:: DATA TO EXAMINE
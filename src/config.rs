//! Runtime game configuration loaded from `assets/game.toml`.
//!
//! [`GameConfig`] is a Bevy [`Resource`] that mirrors every constant in
//! [`crate::constants`].  At startup, [`load_game_config`] reads
//! `assets/game.toml` and overwrites the defaults with any values present in
//! the file.  Missing keys fall back to the compile-time defaults, so a minimal
//! TOML can override just the values you care about.
//!
//! ## Usage in systems
//!
//! Add `config: Res<GameConfig>` to any system parameter list and read values
//! with `config.settle_duration`, `config.drop_height`, etc.
//!
//! Keep `src/constants.rs` in sync: it remains the **authoritative default**
//! source used by `GameConfig::default()`.

use crate::constants::*;
use crate::error::{validate_positive, GameError, GameResult};
use bevy::prelude::*;
use serde::Deserialize;

/// Default location of the configuration override file.
pub const CONFIG_PATH: &str = "assets/game.toml";

/// Runtime-tunable physics and gameplay configuration.
///
/// All fields default to the corresponding compile-time constant from
/// `src/constants.rs`.  Override any subset by setting the value in
/// `assets/game.toml`.
#[derive(Resource, Debug, Clone, PartialEq, Deserialize)]
#[serde(default)]
pub struct GameConfig {
    // ── World ────────────────────────────────────────────────────────────────
    pub world_width: f32,
    pub world_height: f32,
    pub gravity: f32,
    pub physics_dt: f32,
    pub floor_y: f32,
    pub floor_friction: f32,

    // ── Turn gating ───────────────────────────────────────────────────────────
    pub settle_speed_threshold: f32,
    pub settle_duration: f32,
    pub flight_speed_threshold: f32,

    // ── Slingshot ─────────────────────────────────────────────────────────────
    pub max_impulse: f32,
    pub power_multiplier: f32,

    // ── Projectiles ───────────────────────────────────────────────────────────
    pub projectile_mass: f32,
    pub projectile_radius: f32,
    pub projectile_elasticity: f32,
    pub projectile_friction: f32,
    pub projectile_lifetime: f32,
    pub boost_multiplier: f32,
    pub split_spread_degrees: f32,

    // ── Catapult ──────────────────────────────────────────────────────────────
    pub drop_height: f32,
    pub ramp_lifetime: f32,
    pub ramp_thickness: f32,
    pub ramp_friction: f32,
    pub ramp_elasticity: f32,

    // ── Targets & obstacles ───────────────────────────────────────────────────
    pub target_mass: f32,
    pub target_radius: f32,
    pub target_elasticity: f32,
    pub target_friction: f32,
    /// Keep targets inside `[radius, world_width - radius]` horizontally.
    pub target_soft_wall: bool,
    pub obstacle_mass: f32,
    pub obstacle_half_width: f32,
    pub obstacle_half_height: f32,
    pub obstacle_elasticity: f32,
    pub obstacle_friction: f32,

    // ── Collision policy ──────────────────────────────────────────────────────
    pub impulse_ignore_threshold: f32,
    pub impulse_destroy_threshold: f32,
    pub proximity_epsilon: f32,
    pub target_score_award: u32,
    pub score_popup_lifetime: f32,

    // ── Rendering ─────────────────────────────────────────────────────────────
    pub hud_font_size: f32,
}

impl Default for GameConfig {
    fn default() -> Self {
        Self {
            // World
            world_width: WORLD_WIDTH,
            world_height: WORLD_HEIGHT,
            gravity: GRAVITY,
            physics_dt: PHYSICS_DT,
            floor_y: FLOOR_Y,
            floor_friction: FLOOR_FRICTION,
            // Turn gating
            settle_speed_threshold: SETTLE_SPEED_THRESHOLD,
            settle_duration: SETTLE_DURATION,
            flight_speed_threshold: FLIGHT_SPEED_THRESHOLD,
            // Slingshot
            max_impulse: MAX_IMPULSE,
            power_multiplier: POWER_MULTIPLIER,
            // Projectiles
            projectile_mass: PROJECTILE_MASS,
            projectile_radius: PROJECTILE_RADIUS,
            projectile_elasticity: PROJECTILE_ELASTICITY,
            projectile_friction: PROJECTILE_FRICTION,
            projectile_lifetime: PROJECTILE_LIFETIME,
            boost_multiplier: BOOST_MULTIPLIER,
            split_spread_degrees: SPLIT_SPREAD_DEGREES,
            // Catapult
            drop_height: DROP_HEIGHT,
            ramp_lifetime: RAMP_LIFETIME,
            ramp_thickness: RAMP_THICKNESS,
            ramp_friction: RAMP_FRICTION,
            ramp_elasticity: RAMP_ELASTICITY,
            // Targets & obstacles
            target_mass: TARGET_MASS,
            target_radius: TARGET_RADIUS,
            target_elasticity: TARGET_ELASTICITY,
            target_friction: TARGET_FRICTION,
            target_soft_wall: true,
            obstacle_mass: OBSTACLE_MASS,
            obstacle_half_width: OBSTACLE_HALF_WIDTH,
            obstacle_half_height: OBSTACLE_HALF_HEIGHT,
            obstacle_elasticity: OBSTACLE_ELASTICITY,
            obstacle_friction: OBSTACLE_FRICTION,
            // Collision policy
            impulse_ignore_threshold: IMPULSE_IGNORE_THRESHOLD,
            impulse_destroy_threshold: IMPULSE_DESTROY_THRESHOLD,
            proximity_epsilon: PROXIMITY_EPSILON,
            target_score_award: TARGET_SCORE_AWARD,
            score_popup_lifetime: SCORE_POPUP_LIFETIME,
            // Rendering
            hud_font_size: HUD_FONT_SIZE,
        }
    }
}

impl GameConfig {
    /// Parse a TOML document; keys not present keep their defaults.
    pub fn from_toml_str(path: &str, contents: &str) -> GameResult<Self> {
        toml::from_str::<GameConfig>(contents).map_err(|e| GameError::ConfigParse {
            path: path.to_string(),
            message: e.to_string(),
        })
    }

    /// Check every value that would break the simulation if mis-tuned.
    pub fn validate(&self) -> GameResult<()> {
        validate_positive("physics_dt", self.physics_dt)?;
        validate_positive("world_width", self.world_width)?;
        validate_positive("world_height", self.world_height)?;
        validate_positive("settle_duration", self.settle_duration)?;
        validate_positive("projectile_mass", self.projectile_mass)?;
        validate_positive("projectile_radius", self.projectile_radius)?;
        validate_positive("projectile_lifetime", self.projectile_lifetime)?;
        validate_positive("ramp_thickness", self.ramp_thickness)?;
        validate_positive("ramp_lifetime", self.ramp_lifetime)?;
        validate_positive("target_mass", self.target_mass)?;
        validate_positive("target_radius", self.target_radius)?;
        validate_positive("obstacle_mass", self.obstacle_mass)?;
        validate_positive("obstacle_half_width", self.obstacle_half_width)?;
        validate_positive("obstacle_half_height", self.obstacle_half_height)?;
        validate_positive("impulse_destroy_threshold", self.impulse_destroy_threshold)?;
        if self.impulse_ignore_threshold >= self.impulse_destroy_threshold {
            return Err(GameError::UnsafeConstant {
                name: "impulse_ignore_threshold",
                value: self.impulse_ignore_threshold,
                safe_range: "[0.0, impulse_destroy_threshold)",
            });
        }
        Ok(())
    }
}

/// `true` once `steps` fixed steps of `dt` cover `duration`.
///
/// Summing `dt` in `f32` drifts below the exact total (sixty steps of 1/60
/// add up to 0.99999994), so elapsed time is counted in whole steps and
/// compared with a tolerance of a thousandth of a step.
pub fn steps_cover(steps: u32, dt: f32, duration: f32) -> bool {
    steps as f32 * dt >= duration - dt * 1e-3
}

/// Startup system: attempt to load `assets/game.toml` and overwrite the
/// `GameConfig` resource with any values present in the file.
///
/// Missing keys retain their compiled defaults.  Parse errors and values
/// outside their safe range are reported but do not abort the game; the
/// compiled defaults stay in place.
pub fn load_game_config(mut config: ResMut<GameConfig>) {
    let path = CONFIG_PATH;
    match std::fs::read_to_string(path) {
        Ok(contents) => match GameConfig::from_toml_str(path, &contents) {
            Ok(loaded) => match loaded.validate() {
                Ok(()) => {
                    *config = loaded;
                    println!("✓ Loaded game config from {path}");
                }
                Err(e) => eprintln!("⚠ Rejected {path}: {e}; using defaults"),
            },
            Err(e) => eprintln!("⚠ {e}; using defaults"),
        },
        Err(_) => {
            // Defaults are already in place.
            println!("ℹ No {path} found; using compiled defaults");
        }
    }
}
::::
WORK REQUEST: Every line holding the string "obstacles" should be copied here, so please find those lines in the data.

RESULT OF THE EXERCISE:
    // ── Targets & obstacles ───────────────────────────────────────────────────
            // Targets & obstacles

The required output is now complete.